▶ **WHAT YOU WILL DO**
Scan the listing below and copy every line holding "AwaitingEnvironmentChoice".

○ ○ ○

//! Release workflow states and transitions.

use beanstalk_core::Error;
use derive_more::Display;

/// Where a release workflow run currently is.
#[derive(Debug, Clone, PartialEq, Eq, Display)]
pub enum WorkflowState {
    #[display("idle")]
    Idle,
    #[display("fetching environments")]
    FetchingEnvironments,
    #[display("awaiting environment choice")]
    AwaitingEnvironmentChoice,
    #[display("awaiting release note")]
    AwaitingReleaseNote,
    #[display("confirming")]
    Confirming,
    #[display("releasing")]
    Releasing,
    #[display("done")]
    Done,
    #[display("errored: {message}")]
    Errored { message: String },
}

impl WorkflowState {
    /// `Done` and `Errored` accept no further events.
    pub fn is_terminal(&self) -> bool {
        matches!(self, WorkflowState::Done | WorkflowState::Errored { .. })
    }
}

/// Inputs that move the workflow between states.
#[derive(Debug, Clone, PartialEq, Eq, Display)]
pub enum WorkflowEvent {
    /// The deploy command was invoked.
    #[display("start")]
    Start,
    /// Environments and remote heads are both available.
    #[display("environments fetched ({count})")]
    EnvironmentsFetched { count: usize },
    #[display("environment chosen")]
    EnvironmentChosen,
    #[display("selection cancelled")]
    SelectionCancelled,
    #[display("note entered")]
    NoteEntered,
    #[display("note cancelled")]
    NoteCancelled,
    #[display("confirmed")]
    Confirmed,
    #[display("declined")]
    Declined,
    #[display("released")]
    Released,
    #[display("failed")]
    Failed { message: String },
}

/// The release workflow as an explicit state machine.
#[derive(Debug, Clone)]
pub struct ReleaseMachine {
    state: WorkflowState,
}

impl Default for ReleaseMachine {
    fn default() -> Self {
        Self::new()
    }
}

impl ReleaseMachine {
    pub fn new() -> Self {
        Self {
            state: WorkflowState::Idle,
        }
    }

    pub fn state(&self) -> &WorkflowState {
        &self.state
    }

    /// Apply `event`, returning the new state.
    ///
    /// Events that make no sense in the current state are rejected and
    /// leave the state unchanged.
    pub fn handle(&mut self, event: WorkflowEvent) -> Result<&WorkflowState, Error> {
        use WorkflowEvent as E;
        use WorkflowState as S;

        let next = match (&self.state, event) {
            (state, E::Failed { message }) if !state.is_terminal() => S::Errored { message },
            (S::Idle, E::Start) => S::FetchingEnvironments,
            (S::FetchingEnvironments, E::EnvironmentsFetched { count: 0 }) => S::Errored {
                message: Error::NoEnvironments.to_string(),
            },
            (S::FetchingEnvironments, E::EnvironmentsFetched { .. }) => {
                S::AwaitingEnvironmentChoice
            }
            (S::AwaitingEnvironmentChoice, E::EnvironmentChosen) => S::AwaitingReleaseNote,
            (S::AwaitingEnvironmentChoice, E::SelectionCancelled) => S::Idle,
            (S::AwaitingReleaseNote, E::NoteEntered) => S::Confirming,
            (S::AwaitingReleaseNote, E::NoteCancelled) => S::Idle,
            (S::Confirming, E::Confirmed) => S::Releasing,
            (S::Confirming, E::Declined) => S::Idle,
            (S::Releasing, E::Released) => S::Done,
            (state, event) => {
                return Err(Error::InvalidTransition {
                    state: state.to_string(),
                    event: event.to_string(),
                });
            }
        };

        self.state = next;
        Ok(&self.state)
    }
}

#[cfg(test)]
mod tests {
    use super::*;

    fn run(events: Vec<WorkflowEvent>) -> ReleaseMachine {
        let mut machine = ReleaseMachine::new();
        for event in events {
            machine.handle(event).unwrap();
        }
        machine
    }

    #[test]
    fn test_happy_path() {
        let machine = run(vec![
            WorkflowEvent::Start,
            WorkflowEvent::EnvironmentsFetched { count: 2 },
            WorkflowEvent::EnvironmentChosen,
            WorkflowEvent::NoteEntered,
            WorkflowEvent::Confirmed,
            WorkflowEvent::Released,
        ]);
        assert_eq!(machine.state(), &WorkflowState::Done);
    }

    #[test]
    fn test_no_environments_errors() {
        let machine = run(vec![
            WorkflowEvent::Start,
            WorkflowEvent::EnvironmentsFetched { count: 0 },
        ]);
        assert!(matches!(machine.state(), WorkflowState::Errored { .. }));
    }

    #[test]
    fn test_cancellations_return_to_idle() {
        let machine = run(vec![
            WorkflowEvent::Start,
            WorkflowEvent::EnvironmentsFetched { count: 1 },
            WorkflowEvent::SelectionCancelled,
        ]);
        assert_eq!(machine.state(), &WorkflowState::Idle);

        let machine = run(vec![
            WorkflowEvent::Start,
            WorkflowEvent::EnvironmentsFetched { count: 1 },
            WorkflowEvent::EnvironmentChosen,
            WorkflowEvent::NoteEntered,
            WorkflowEvent::Declined,
        ]);
        assert_eq!(machine.state(), &WorkflowState::Idle);
    }

    #[test]
    fn test_failure_from_any_non_terminal_state() {
        let machine = run(vec![
            WorkflowEvent::Start,
            WorkflowEvent::EnvironmentsFetched { count: 1 },
            WorkflowEvent::EnvironmentChosen,
            WorkflowEvent::Failed {
                message: "boom".to_string(),
            },
        ]);
        assert_eq!(
            machine.state(),
            &WorkflowState::Errored {
                message: "boom".to_string()
            }
        );
    }

    #[test]
    fn test_terminal_states_reject_events() {
        let mut machine = run(vec![
            WorkflowEvent::Start,
            WorkflowEvent::Failed {
                message: "boom".to_string(),
            },
        ]);

        let err = machine
            .handle(WorkflowEvent::Failed {
                message: "again".to_string(),
            })
            .unwrap_err();
        assert!(matches!(err, Error::InvalidTransition { .. }));
        assert!(machine.state().is_terminal());
    }

    #[test]
    fn test_out_of_order_event_is_rejected() {
        let mut machine = ReleaseMachine::new();
        let err = machine.handle(WorkflowEvent::Confirmed).unwrap_err();
        assert!(matches!(
            err,
            Error::InvalidTransition { state, event } if state == "idle" && event == "confirmed"
        ));
        assert_eq!(machine.state(), &WorkflowState::Idle);
    }
}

○ ○ ○

▶ **RESPONSE AREA**
    AwaitingEnvironmentChoice,
                S::AwaitingEnvironmentChoice
            (S::AwaitingEnvironmentChoice, E::EnvironmentChosen) => S::AwaitingReleaseNote,
            (S::AwaitingEnvironmentChoice, E::SelectionCancelled) => S::Idle,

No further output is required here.